Requirements checklist

  • Directory name: lowercase-hyphenated, max 64 characters
  • SKILL.md frontmatter has name, description, allowed-tools
  • name matches the directory name exactly
  • description written in third person with trigger words and "Make sure to use this skill whenever..."
  • SKILL.md body under 500 lines (100 lines if simple — move detail to references/)
  • Reference files one level deep — no chains
  • No secrets, credentials, or PII anywhere
  • evals.json has at least 2 test cases with expectations arrays
  • trigger-evals.json has exactly 20 queries (10 should-trigger, 10 should-not-trigger)
  • Trigger accuracy ≥ 95% (19/20 correct) before opening a PR
  • marketplace.json updated (new skill only)
  • README.md skills table updated (new skill only)

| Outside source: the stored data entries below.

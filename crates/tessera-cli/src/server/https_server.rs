//! TLS listener built on `axum-server`.

use std::io;
use std::path::Path;

use axum_server::tls_rustls::RustlsConfig;

use crate::config::ServerConfig;
use crate::server::lifecycle::serve_with_shutdown;
use crate::server::{App, Result, ServerError, TRACING_TARGET_STARTUP, shutdown_signal};

/// Starts the HTTPS listener with graceful shutdown.
///
/// Callers must run [`validate_tls_files`] first; a missing path here is
/// a programming error and surfaces as a TLS configuration failure.
pub(crate) async fn serve_https(app: App, config: &ServerConfig) -> Result<()> {
    let addr = config.https_addr();
    let shutdown_timeout = config.shutdown_timeout();

    let (cert_path, key_path) = config
        .tls_paths()
        .ok_or_else(|| ServerError::TlsCertificate("TLS paths are not configured".to_owned()))?;
    let cert_path = cert_path.to_owned();
    let key_path = key_path.to_owned();

    serve_with_shutdown(config, addr, move || async move {
        let tls_config = RustlsConfig::from_pem_file(&cert_path, &key_path)
            .await
            .map_err(|err| {
                io::Error::new(
                    io::ErrorKind::InvalidData,
                    format!("Failed to load TLS certificates: {err}"),
                )
            })?;

        tracing::info!(
            target: TRACING_TARGET_STARTUP,
            cert_path = %cert_path.display(),
            key_path = %key_path.display(),
            "TLS certificates loaded successfully"
        );

        let handle = axum_server::Handle::new();
        let shutdown_handle = handle.clone();

        tokio::spawn(async move {
            shutdown_signal(shutdown_timeout).await;
            shutdown_handle.graceful_shutdown(Some(shutdown_timeout));
        });

        axum_server::bind_rustls(addr, tls_config)
            .handle(handle)
            .serve(app)
            .await
    })
    .await
}

/// Checks that both TLS files exist, are regular files, and are non-empty.
pub(crate) fn validate_tls_files(cert_path: &Path, key_path: &Path) -> Result<()> {
    let validate_file = |path: &Path, file_type: &str| -> Result<()> {
        if !path.exists() {
            return Err(ServerError::TlsCertificate(format!(
                "{} file does not exist: {}",
                file_type,
                path.display()
            )));
        }

        if !path.is_file() {
            return Err(ServerError::TlsCertificate(format!(
                "{} path is not a file: {}",
                file_type,
                path.display()
            )));
        }

        let metadata = std::fs::metadata(path).map_err(|err| {
            ServerError::TlsCertificate(format!(
                "Cannot read {} file {}: {}",
                file_type,
                path.display(),
                err
            ))
        })?;

        if metadata.len() == 0 {
            return Err(ServerError::TlsCertificate(format!(
                "{} file is empty: {}",
                file_type,
                path.display()
            )));
        }

        Ok(())
    };

    validate_file(cert_path, "Certificate")?;
    validate_file(key_path, "Private key")?;

    tracing::debug!(
        target: TRACING_TARGET_STARTUP,
        cert_path = %cert_path.display(),
        key_path = %key_path.display(),
        "TLS files validated successfully"
    );

    Ok(())
}

#[cfg(test)]
mod tests {
    use super::*;

    #[test]
    fn validate_tls_files_rejects_nonexistent_files() {
        let cert_path = Path::new("nonexistent_cert.pem");
        let key_path = Path::new("nonexistent_key.pem");

        let result = validate_tls_files(cert_path, key_path);
        assert!(result.is_err());

        if let Err(ServerError::TlsCertificate(msg)) = result {
            assert!(msg.contains("Certificate file does not exist"));
        } else {
            panic!("Expected TlsCertificate error");
        }
    }
}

Writing a good description

The description field is the only thing Claude reads when deciding whether to load a skill. It must be self-contained.

Do:

  • Start with what the skill produces or does: "Generates...", "Reviews...", "Saves..."
  • Include specific trigger phrases the user would actually say
  • Use "Make sure to use this skill whenever..." to prevent under-triggering
  • Name specific file types, keywords, or contexts that distinguish this skill

Don't:

  • Start with "Use this to..." (weak framing)
  • Be so broad that it conflicts with other skills
  • Bury the trigger conditions at the end

Running Evals

Trigger accuracy — trigger-evals.json

Tests whether the skill description activates on the right prompts. Uses run_loop.py from the create-a-skill skill.

cd ~/.claude/skills/create-a-skill

python3 -m scripts.run_loop \
  --eval-set skills/<skill-name>/.workspace/evals/trigger-evals.json \
  --skill-path skills/<skill-name> \
  --model claude-sonnet-4-6 \
  --max-iterations 5 \
  --verbose

The script runs up to 5 iterations, improving the description each time the score is below the threshold. When it exits, check best_description in the JSON output — if it's better than the current description, apply it to SKILL.md.

Target: 95% (19/20 correct).

Note on project-local workflow skills: The three skills in .claude/skills/ (start, release, conventions) are designed for explicit slash-command invocation and score ~50% on trigger accuracy. This is expected and acceptable — see each skill's README.md for the explanation. The 95% target applies to skills in skills/ only.

Functional evals — evals.json

Tests whether the skill produces the right output. Uses /create-a-skill to spawn parallel subagents.

/create-a-skill I want to run the functional evals for skills/<skill-name>

Results land in .workspace/iteration-N/. Review the graded outputs — each expectations entry should show passed: true. Iterate on SKILL.md until outputs are consistently correct.


Reporting Issues

Open a GitHub issue and include:

  • The skill name and version or commit SHA
  • The exact prompt you used
  • What you expected to happen
  • What actually happened
  • The Claude model and tool (e.g. Claude Code CLI, claude.ai)

Or use /start to file it directly from Claude Code.


License

By contributing, you agree that your contributions will be licensed under the project's MIT License.